LOL, too funny, are you in the store now, or is that just chance?


----------



## Buck (Feb 18, 2007)

That's not me.  I just found the picture on Google.


----------



## Buck (Feb 18, 2007)

This is me.


----------



## karadekoolaid (Feb 18, 2007)

Ah, but if that's you then what are you doing with that curved black fruit on a stick??


----------



## Buck (Feb 18, 2007)

That's one of the yellow ones that's been around too long.


----------



## jkath (Feb 18, 2007)

Buck,  you crack me up.


----------



## GB (Feb 18, 2007)

This thread gets an A+


----------



## stargazer021 (Feb 18, 2007)

Buck,

Evidently there must be a bumper crop of "the curved yellow fruit". I just saw some today in my grocery store.


----------



## karadekoolaid (Feb 19, 2007)

I've just noticed that the category for this thread is "Fruit and *Nuts*". 
Could they be related?


----------



## lulu (Feb 19, 2007)

So funny!I'm LMAO


----------



## Katie H (Feb 19, 2007)

cliveb said:
			
		

> I've just noticed that the category for this thread is "Fruit and *Nuts*".
> Could they be related?


You know, Clive, you couldn't be more dead on.  I've lived with Buck for more than 30 years and I can say *nuts* aptly describes him.  How'd ya know?!
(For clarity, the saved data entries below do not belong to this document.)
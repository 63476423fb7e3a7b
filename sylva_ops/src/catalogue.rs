// Copyright 2026 the Sylva Authors
// SPDX-License-Identifier: Apache-2.0 OR MIT

//! The type catalogue.
//!
//! This module provides [`Catalogue`] for registering constructible scene
//! object types and resolving stripped tag names against them.

use hashbrown::HashMap;
use sylva_graph::{ObjectClass, ObjectValue, Value};

/// A constructor for an object type.
///
/// Receives the positional creation arguments, which may be empty for the
/// no-argument form. Extra arguments beyond what the type consumes are
/// ignored.
pub type Construct = fn(args: &[Value]) -> ObjectValue;

/// A registration entry for a constructible object type.
#[derive(Copy, Clone)]
pub struct TypeSpec {
    /// The type's name, matched against stripped tags.
    pub name: &'static str,
    /// The class driving factory conventions for instances.
    pub class: ObjectClass,
    /// The constructor invoked at creation time.
    pub construct: Construct,
}

impl core::fmt::Debug for TypeSpec {
    fn fmt(&self, f: &mut core::fmt::Formatter<'_>) -> core::fmt::Result {
        f.debug_struct("TypeSpec")
            .field("name", &self.name)
            .field("class", &self.class)
            .finish_non_exhaustive()
    }
}

/// A catalogue of constructible object types, keyed by name.
///
/// Types are registered once at startup; the node factory resolves tags
/// against the catalogue after stripping the framework naming prefix.
///
/// # Example
///
/// ```rust
/// use sylva_graph::{Caps, ObjectClass, ObjectValue};
/// use sylva_ops::{Catalogue, TypeSpec};
///
/// let mut catalogue = Catalogue::new();
/// catalogue.register(TypeSpec {
///     name: "Group",
///     class: ObjectClass::Group,
///     construct: |_| ObjectValue::new("Group", Caps::empty()),
/// });
///
/// assert!(catalogue.lookup("Group").is_some());
/// assert!(catalogue.lookup("Gruop").is_none());
/// ```
#[derive(Default)]
pub struct Catalogue {
    types: HashMap<&'static str, TypeSpec>,
}

impl Catalogue {
    /// Creates a new empty catalogue.
    #[must_use]
    pub fn new() -> Self {
        Self::default()
    }

    /// Registers an object type.
    ///
    /// # Panics
    ///
    /// Panics if a type with the same name is already registered.
    pub fn register(&mut self, spec: TypeSpec) {
        assert!(
            !self.types.contains_key(spec.name),
            "type '{}' is already registered",
            spec.name
        );
        self.types.insert(spec.name, spec);
    }

    /// Looks up a type by its stripped name.
    #[must_use]
    pub fn lookup(&self, name: &str) -> Option<&TypeSpec> {
        self.types.get(name)
    }

    /// Returns the number of registered types.
    #[must_use]
    #[inline]
    pub fn len(&self) -> usize {
        self.types.len()
    }

    /// Returns `true` if no types are registered.
    #[must_use]
    #[inline]
    pub fn is_empty(&self) -> bool {
        self.types.is_empty()
    }
}

impl core::fmt::Debug for Catalogue {
    fn fmt(&self, f: &mut core::fmt::Formatter<'_>) -> core::fmt::Result {
        f.debug_struct("Catalogue")
            .field("types", &self.types.len())
            .finish()
    }
}
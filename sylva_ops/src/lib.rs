// Copyright 2026 the Sylva Authors
// SPDX-License-Identifier: Apache-2.0 OR MIT

//! Sylva Ops: the node-operations adapter a tree-diffing engine drives.
//!
//! This crate is the outward face of the Sylva reconciliation backend. An
//! external diffing engine emits create/insert/remove/patch operations
//! against [`NodeOps`]; this crate resolves tags through a [`Catalogue`],
//! applies the mutations to the `sylva_graph` scene tree, and keeps the
//! [`CameraStack`] and the `sylva_pointer` dispatcher consistent with the
//! tree as nodes come and go.
//!
//! ```rust
//! use sylva_graph::{Caps, ObjectClass, ObjectValue, Value};
//! use sylva_ops::{Catalogue, NodeOps, TypeSpec};
//!
//! let mut catalogue = Catalogue::new();
//! catalogue.register(TypeSpec {
//!     name: "Group",
//!     class: ObjectClass::Group,
//!     construct: |_| ObjectValue::new("Group", Caps::empty()),
//! });
//! catalogue.register(TypeSpec {
//!     name: "Mesh",
//!     class: ObjectClass::Mesh,
//!     construct: |_| ObjectValue::new("Mesh", Caps::empty()),
//! });
//!
//! let mut ops = NodeOps::new(catalogue);
//! let scene = ops.create_node("SylvaGroup", None, None)?.unwrap();
//! let mesh = ops.create_node("SylvaMesh", None, None)?.unwrap();
//! ops.insert(mesh, scene, None);
//!
//! assert_eq!(ops.parent_node(mesh), Some(scene));
//! # Ok::<(), sylva_ops::CreateError>(())
//! ```
//!
//! This crate is `no_std` and uses `alloc`.

#![no_std]

extern crate alloc;

mod camera;
mod catalogue;
mod error;
mod ops;

pub use camera::CameraStack;
pub use catalogue::{Catalogue, Construct, TypeSpec};
pub use error::CreateError;
pub use ops::NodeOps;
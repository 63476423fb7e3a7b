// Copyright 2026 the Sylva Authors
// SPDX-License-Identifier: Apache-2.0 OR MIT

//! The camera stack.

use alloc::vec::Vec;

use sylva_graph::NodeId;

/// Registered cameras, most recently created on top.
///
/// The node factory pushes every camera-class node it creates; removal of a
/// camera node drops it from the stack again. The active camera is the top
/// of the stack, so a newly created camera takes over until it is removed.
#[derive(Debug, Default)]
pub struct CameraStack {
    stack: Vec<NodeId>,
}

impl CameraStack {
    /// Creates an empty stack.
    #[must_use]
    pub fn new() -> Self {
        Self::default()
    }

    /// Registers a camera node on top of the stack.
    pub fn push(&mut self, id: NodeId) {
        self.stack.push(id);
    }

    /// Drops a camera from the stack. A node that was never registered is
    /// ignored.
    pub fn remove(&mut self, id: NodeId) {
        self.stack.retain(|&c| c != id);
    }

    /// The active camera: the most recently registered one still present.
    #[must_use]
    pub fn active(&self) -> Option<NodeId> {
        self.stack.last().copied()
    }

    /// All registered cameras, oldest first.
    #[must_use]
    pub fn cameras(&self) -> &[NodeId] {
        &self.stack
    }

    /// Returns `true` if no cameras are registered.
    #[must_use]
    pub fn is_empty(&self) -> bool {
        self.stack.is_empty()
    }
}
// Copyright 2026 the Sylva Authors
// SPDX-License-Identifier: Apache-2.0 OR MIT

//! Property patching: pierced paths and assignment strategy selection.
//!
//! A property name like `position-x` addresses a nested component: the walk
//! pierces through `position` and assigns `x` on the object found there.
//! Once the target resolves, one of five strategies applies, in order:
//!
//! 1. A target without the atomic-set capability gets a plain field
//!    assignment on the nearest enclosing object.
//! 2. A next value of the target's own kind is copied structurally.
//! 3. A list spreads into the target's components positionally.
//! 4. A single number broadcasts to all components of a non-color target
//!    with the scalar capability.
//! 5. Anything else is a single-argument atomic assignment.
//!
//! Values arrive already typed; no numeric-string coercion is performed.

use smallvec::SmallVec;

use crate::value::{Caps, ObjectValue, Value};

/// Separator of pierced property paths (`position-x`).
pub const PIERCE_SEPARATOR: char = '-';

/// Patches `name` on `root` to `next`.
///
/// Patching is idempotent: applying the same `next` twice leaves the same
/// state. An unresolvable intermediate path segment makes the whole call a
/// no-op.
///
/// # Example
///
/// ```rust
/// use sylva_graph::{patch, Caps, ObjectValue, Value};
///
/// let mut root = ObjectValue::new("Mesh", Caps::empty())
///     .with_field("a", Value::Object(ObjectValue::new("Bag", Caps::empty())));
///
/// patch(&mut root, "a-b", Value::Number(5.0));
/// let a = root.get("a").unwrap().as_object().unwrap();
/// assert_eq!(a.get("b"), Some(&Value::Number(5.0)));
/// ```
pub fn patch(root: &mut ObjectValue, name: &str, next: Value) {
    if !name.contains(PIERCE_SEPARATOR) {
        assign(root, name, next);
        return;
    }

    let mut segments: SmallVec<[&str; 4]> = name.split(PIERCE_SEPARATOR).collect();
    let key = segments.pop().expect("split yields at least one segment");

    let mut holder = root;
    for segment in segments {
        holder = match holder.get_mut(segment).and_then(Value::as_object_mut) {
            Some(object) => object,
            None => {
                log::trace!("pierced path segment {segment:?} of {name:?} did not resolve");
                return;
            }
        };
    }
    assign(holder, key, next);
}

/// Assigns `next` under `key` on `holder`, choosing the strategy from the
/// current target's capabilities.
fn assign(holder: &mut ObjectValue, key: &str, next: Value) {
    let atomic = holder
        .get(key)
        .and_then(Value::as_object)
        .is_some_and(|o| o.caps().contains(Caps::ATOMIC_SET));
    if !atomic {
        holder.set_field(key, next);
        return;
    }

    let target = holder
        .get_mut(key)
        .and_then(Value::as_object_mut)
        .expect("atomic target probed above");
    let caps = target.caps();
    match next {
        Value::Object(ref other) if other.kind() == target.kind() => target.copy_from(other),
        Value::List(items) => target.apply_positional(&items),
        Value::Number(n)
            if !caps.contains(Caps::COLOR_LIKE) && caps.contains(Caps::SCALAR_SET) =>
        {
            target.apply_scalar(n);
        }
        other => target.apply_single(other),
    }
}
I wish I had a penny for every time our children rolled their eyes at something he said or did.  I'd be a very, very wealthy woman.


----------



## Buck (Feb 19, 2007)

You'll all be sorry when the voices in my head tell me to hurt you.

Buck


----------



## mudbug (Feb 19, 2007)

Buck said:
			
		

>



um, which is the straight one?


----------



## Buck (Feb 19, 2007)

The banana, silly!  As for him............????


----------



## Chief Longwind Of The North (Feb 19, 2007)

My kids frequently tell me I'm the whakiest, and maybe corniest guy on the planet, the king of bad puns, and Dad-jokes.  I now have proof that I'm at least a distant second. 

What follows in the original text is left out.